Problem description:
Down to the final character, output the records below as they stand.

Stored entries
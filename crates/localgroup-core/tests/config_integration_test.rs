//! Integration tests for layered configuration
//!
//! These tests verify that configuration loading follows the correct precedence:
//! CLI arguments > Environment variables > Config file > Defaults

use localgroup_core::config::{CliConfigOverrides, ConfigSource, JsonStyle, LayeredConfig};
use serial_test::serial;
use std::env;
use std::io::Write;
use std::path::PathBuf;
use tempfile::NamedTempFile;

const ENV_VARS: [&str; 4] = [
    "LOCALGROUP_OUTPUT_DIR",
    "LOCALGROUP_GALAXIES_FILE",
    "LOCALGROUP_METADATA_FILE",
    "LOCALGROUP_JSON_STYLE",
];

fn clear_env() {
    for var in ENV_VARS {
        env::remove_var(var);
    }
}

fn config_file(content: &str) -> NamedTempFile {
    let mut file = NamedTempFile::new().unwrap();
    writeln!(file, "{}", content).unwrap();
    file
}

#[test]
fn test_partial_file_configuration() {
    let file = config_file(
        r#"
output_dir = "dist/data"
# Only override the directory, leave the rest as defaults
"#,
    );

    let config = LayeredConfig::with_defaults().load_from_file(file.path()).unwrap();

    assert_eq!(config.output_dir.value, PathBuf::from("dist/data"));
    assert_eq!(config.output_dir.source, ConfigSource::File);
    assert_eq!(config.galaxies_file.value, "galaxies.json");
    assert_eq!(config.galaxies_file.source, ConfigSource::Default);
    assert_eq!(config.json_style.source, ConfigSource::Default);
}

#[test]
fn test_missing_file_is_error() {
    let result = LayeredConfig::with_defaults().load_from_file("/nonexistent/localgroup.toml");
    assert!(result.is_err());
}

#[test]
#[serial]
fn test_environment_overrides_file() {
    clear_env();
    env::set_var("LOCALGROUP_OUTPUT_DIR", "/tmp/from-env");
    env::set_var("LOCALGROUP_JSON_STYLE", "compact");

    let file = config_file(
        r#"
output_dir = "from-file"
json_style = "Pretty"
galaxies_file = "file-galaxies.json"
"#,
    );

    let config =
        LayeredConfig::with_defaults().load_from_file(file.path()).unwrap().load_from_env();

    assert_eq!(config.output_dir.value, PathBuf::from("/tmp/from-env"));
    assert_eq!(config.output_dir.source, ConfigSource::Environment);
    assert_eq!(config.json_style.value, JsonStyle::Compact);
    assert_eq!(config.json_style.source, ConfigSource::Environment);
    // Not set in the environment, so the file wins
    assert_eq!(config.galaxies_file.value, "file-galaxies.json");
    assert_eq!(config.galaxies_file.source, ConfigSource::File);

    clear_env();
}

#[test]
#[serial]
fn test_invalid_environment_values_are_ignored() {
    clear_env();
    env::set_var("LOCALGROUP_JSON_STYLE", "sideways");
    env::set_var("LOCALGROUP_GALAXIES_FILE", "nested/galaxies.json");
    env::set_var("LOCALGROUP_OUTPUT_DIR", "   ");

    let config = LayeredConfig::with_defaults().load_from_env();

    assert_eq!(config.json_style.value, JsonStyle::Pretty);
    assert_eq!(config.json_style.source, ConfigSource::Default);
    assert_eq!(config.galaxies_file.value, "galaxies.json");
    assert_eq!(config.output_dir.source, ConfigSource::Default);

    clear_env();
}

#[test]
#[serial]
fn test_cli_overrides_everything() {
    clear_env();
    env::set_var("LOCALGROUP_METADATA_FILE", "env-meta.json");

    let file = config_file(r#"metadata_file = "file-meta.json""#);

    let mut config =
        LayeredConfig::with_defaults().load_from_file(file.path()).unwrap().load_from_env();
    config
        .update_from_cli(CliConfigOverrides {
            metadata_file: Some("cli-meta.json".to_string()),
            ..Default::default()
        })
        .unwrap();

    assert_eq!(config.metadata_file.value, "cli-meta.json");
    assert_eq!(config.metadata_file.source, ConfigSource::Cli);
    assert_eq!(config.metadata_path(), PathBuf::from("public/data/cli-meta.json"));

    clear_env();
}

Exercise answer:
filename crates/localgroup-core/tests/config_integration_test.rs
//! Integration tests for layered configuration
//!
//! These tests verify that configuration loading follows the correct precedence:
//! CLI arguments > Environment variables > Config file > Defaults

use localgroup_core::config::{CliConfigOverrides, ConfigSource, JsonStyle, LayeredConfig};
use serial_test::serial;
use std::env;
use std::io::Write;
use std::path::PathBuf;
use tempfile::NamedTempFile;

const ENV_VARS: [&str; 4] = [
    "LOCALGROUP_OUTPUT_DIR",
    "LOCALGROUP_GALAXIES_FILE",
    "LOCALGROUP_METADATA_FILE",
    "LOCALGROUP_JSON_STYLE",
];

fn clear_env() {
    for var in ENV_VARS {
        env::remove_var(var);
    }
}

fn config_file(content: &str) -> NamedTempFile {
    let mut file = NamedTempFile::new().unwrap();
    writeln!(file, "{}", content).unwrap();
    file
}

#[test]
fn test_partial_file_configuration() {
    let file = config_file(
        r#"
output_dir = "dist/data"
# Only override the directory, leave the rest as defaults
"#,
    );

    let config = LayeredConfig::with_defaults().load_from_file(file.path()).unwrap();

    assert_eq!(config.output_dir.value, PathBuf::from("dist/data"));
    assert_eq!(config.output_dir.source, ConfigSource::File);
    assert_eq!(config.galaxies_file.value, "galaxies.json");
    assert_eq!(config.galaxies_file.source, ConfigSource::Default);
    assert_eq!(config.json_style.source, ConfigSource::Default);
}

#[test]
fn test_missing_file_is_error() {
    let result = LayeredConfig::with_defaults().load_from_file("/nonexistent/localgroup.toml");
    assert!(result.is_err());
}

#[test]
#[serial]
fn test_environment_overrides_file() {
    clear_env();
    env::set_var("LOCALGROUP_OUTPUT_DIR", "/tmp/from-env");
    env::set_var("LOCALGROUP_JSON_STYLE", "compact");

    let file = config_file(
        r#"
output_dir = "from-file"
json_style = "Pretty"
galaxies_file = "file-galaxies.json"
"#,
    );

    let config =
        LayeredConfig::with_defaults().load_from_file(file.path()).unwrap().load_from_env();

    assert_eq!(config.output_dir.value, PathBuf::from("/tmp/from-env"));
    assert_eq!(config.output_dir.source, ConfigSource::Environment);
    assert_eq!(config.json_style.value, JsonStyle::Compact);
    assert_eq!(config.json_style.source, ConfigSource::Environment);
    // Not set in the environment, so the file wins
    assert_eq!(config.galaxies_file.value, "file-galaxies.json");
    assert_eq!(config.galaxies_file.source, ConfigSource::File);

    clear_env();
}

#[test]
#[serial]
fn test_invalid_environment_values_are_ignored() {
    clear_env();
    env::set_var("LOCALGROUP_JSON_STYLE", "sideways");
    env::set_var("LOCALGROUP_GALAXIES_FILE", "nested/galaxies.json");
    env::set_var("LOCALGROUP_OUTPUT_DIR", "   ");

    let config = LayeredConfig::with_defaults().load_from_env();

    assert_eq!(config.json_style.value, JsonStyle::Pretty);
    assert_eq!(config.json_style.source, ConfigSource::Default);
    assert_eq!(config.galaxies_file.value, "galaxies.json");
    assert_eq!(config.output_dir.source, ConfigSource::Default);

    clear_env();
}

#[test]
#[serial]
fn test_cli_overrides_everything() {
    clear_env();
    env::set_var("LOCALGROUP_METADATA_FILE", "env-meta.json");

    let file = config_file(r#"metadata_file = "file-meta.json""#);

    let mut config =
        LayeredConfig::with_defaults().load_from_file(file.path()).unwrap().load_from_env();
    config
        .update_from_cli(CliConfigOverrides {
            metadata_file: Some("cli-meta.json".to_string()),
            ..Default::default()
        })
        .unwrap();

    assert_eq!(config.metadata_file.value, "cli-meta.json");
    assert_eq!(config.metadata_file.source, ConfigSource::Cli);
    assert_eq!(config.metadata_path(), PathBuf::from("public/data/cli-meta.json"));

    clear_env();
}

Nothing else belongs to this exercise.